My personal offbeat and very specific hobby: collecting photos of electrical warning signs in other languages.
"Hoppet är det sista som dör" / Hope is the last thing to die
When we had gotten back to Stockholm three weeks ago I saw the first graffiti on our walk. “Clearly this says ‘Sluts kiss here’”, I proclaimed to my partner. I was swiftly informed that it actually means “Stop peeing here”. Later I was prepared when we came across the second one in his town.
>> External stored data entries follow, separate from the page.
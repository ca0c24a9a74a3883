//! Lag and rolling-window features.
//!
//! Both read only rows at or before `t`. Missing base cells stay missing in
//! a lag, and are skipped by a rolling aggregate.

use serde::{Deserialize, Serialize};

/// A derived column computed from one base column.
pub trait ColumnFeature {
    /// Output column name.
    fn name(&self) -> &str;

    /// Number of leading rows that cannot have a value by construction.
    fn lookback(&self) -> usize;

    /// One output value per input row.
    fn compute(&self, base: &[Option<f64>]) -> Vec<Option<f64>>;
}

// ─── Lag ─────────────────────────────────────────────────────────────

/// `base(t - k)`. The first `k` rows are missing and stay missing.
#[derive(Debug, Clone)]
pub struct Lag {
    k: usize,
    name: String,
}

impl Lag {
    pub fn new(base: &str, k: u32) -> Self {
        Self {
            k: k as usize,
            name: format!("{base}_lag{k}"),
        }
    }
}

impl ColumnFeature for Lag {
    fn name(&self) -> &str {
        &self.name
    }

    fn lookback(&self) -> usize {
        self.k
    }

    fn compute(&self, base: &[Option<f64>]) -> Vec<Option<f64>> {
        (0..base.len())
            .map(|t| t.checked_sub(self.k).and_then(|src| base[src]))
            .collect()
    }
}

// ─── Rolling ─────────────────────────────────────────────────────────

#[derive(Debug, Clone, Copy, Default, PartialEq, Eq, Serialize, Deserialize)]
#[serde(rename_all = "snake_case")]
pub enum Aggregation {
    #[default]
    Mean,
    Sum,
}

impl Aggregation {
    fn suffix(&self) -> &'static str {
        match self {
            Aggregation::Mean => "ma",
            Aggregation::Sum => "sum",
        }
    }
}

/// Aggregate over rows `[t - w + 1, t]` clipped to the start of the table.
///
/// Early rows use a partial window, and a window needs only one observed
/// cell to produce a value.
#[derive(Debug, Clone)]
pub struct Rolling {
    window: usize,
    agg: Aggregation,
    name: String,
}

impl Rolling {
    pub fn new(base: &str, window: usize, agg: Aggregation) -> Self {
        Self {
            window,
            agg,
            name: format!("{base}_{}{window}", agg.suffix()),
        }
    }
}

impl ColumnFeature for Rolling {
    fn name(&self) -> &str {
        &self.name
    }

    fn lookback(&self) -> usize {
        0
    }

    fn compute(&self, base: &[Option<f64>]) -> Vec<Option<f64>> {
        let w = self.window.max(1);
        (0..base.len())
            .map(|t| {
                let start = (t + 1).saturating_sub(w);
                let (sum, count) = base[start..=t]
                    .iter()
                    .flatten()
                    .fold((0.0, 0usize), |(s, c), v| (s + v, c + 1));
                if count == 0 {
                    return None;
                }
                Some(match self.agg {
                    Aggregation::Mean => sum / count as f64,
                    Aggregation::Sum => sum,
                })
            })
            .collect()
    }
}
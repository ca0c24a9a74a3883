//! Domain types for ForecastLab

pub mod frame;
pub mod matrix;
pub mod records;
pub mod series;
pub mod table;

pub use frame::{ColumnRole, Frame, FrameColumn};
pub use matrix::{FeatureMatrix, MatrixError};
pub use records::{BacktestRecord, ForecastRecord};
pub use series::{DailySeries, SeriesColumn, SeriesError};
pub use table::{
    parse_target_column, target_column, AlignedTable, FeatureTable, HorizonDataset, TableError,
    TrainableTable,
};

/// Name of the date column in every persisted table.
pub const DATE_COLUMN: &str = "date";
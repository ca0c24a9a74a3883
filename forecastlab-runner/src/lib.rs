//! ForecastLab Runner — estimators, walk-forward backtests, artifacts, scenarios.
//!
//! This crate builds on `forecastlab-core` to provide:
//! - TOML pipeline configuration with validation and a content hash
//! - The fit/predict estimator capability, a train-only median imputer and
//!   the built-in models (mean, ridge, random forest, gradient boosting)
//! - Expanding-window walk-forward evaluation plus full-history refit
//! - Forecast error metrics
//! - CSV/JSON persistence of backtests, forecasts, models and run summaries
//! - Pipeline orchestration and what-if scenario shocks

pub mod config;
pub mod estimator;
pub mod export;
pub mod metrics;
pub mod pipeline;
pub mod scenario;
pub mod walk_forward;

pub use config::{ConfigError, DataConfig, OutputConfig, PipelineConfig, TrainingConfig};
pub use estimator::{Estimator, EstimatorError, ModelArtifact, ModelKind, Predictor};
pub use export::{ModelFile, RunEntry, RunSummary, SCHEMA_VERSION};
pub use metrics::ErrorMetrics;
pub use pipeline::{assemble, build_features, load_features, run, scenario, train, PipelineError};
pub use scenario::{run_scenario, ScenarioError, ScenarioOutcome, ScenarioRecord, ShockSet};
pub use walk_forward::{
    create_splits, run_walk_forward, WalkForwardConfig, WalkForwardError, WalkForwardResult,
    WalkForwardSplit,
};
I finally did go to the library and get some actual language learning books to supplement repeatedly telling my partner “Jag vill äter din potatis, jordbrukpojke!”. I can now read and understand the entirety of “På lätt svenska 1″, the contents of which include one short story about two friends who like to meet at the coffee shop, and visit each other with snacks when ill, and another about an immigrant kid who’s scared to go to his first day of school. I’m partial to Rivstart A1 + A2, which is in Swedish and obviously intended for a class with a teacher, but it’s a lot more fun to just do the activities with my partner than wade through “Colloquial Swedish: The Complete Course for Beginners,” which is far denser and heavier on the pronunciation and grammar than my potatis-obsessed mind is willing to put up with. Pronunciation is my great downfall. I was a diehard German major in university, and thus my brain will not unclench itself from applying German pronunciation to anything and everything on the Germanic language family tree (but my partner claims I have progressed from speaking with a German accent to a German-Finnish accent). Syllable stress is an eternal mystery. But I shall persevere, in the name of someday being able to communicate with my partner’s grandmother, who speaks about three words of English but doesn’t let that stop her from carrying on in Swedish at me anyways.
I cannot get over the fact that an elevator is called a "hiss" in Swedish.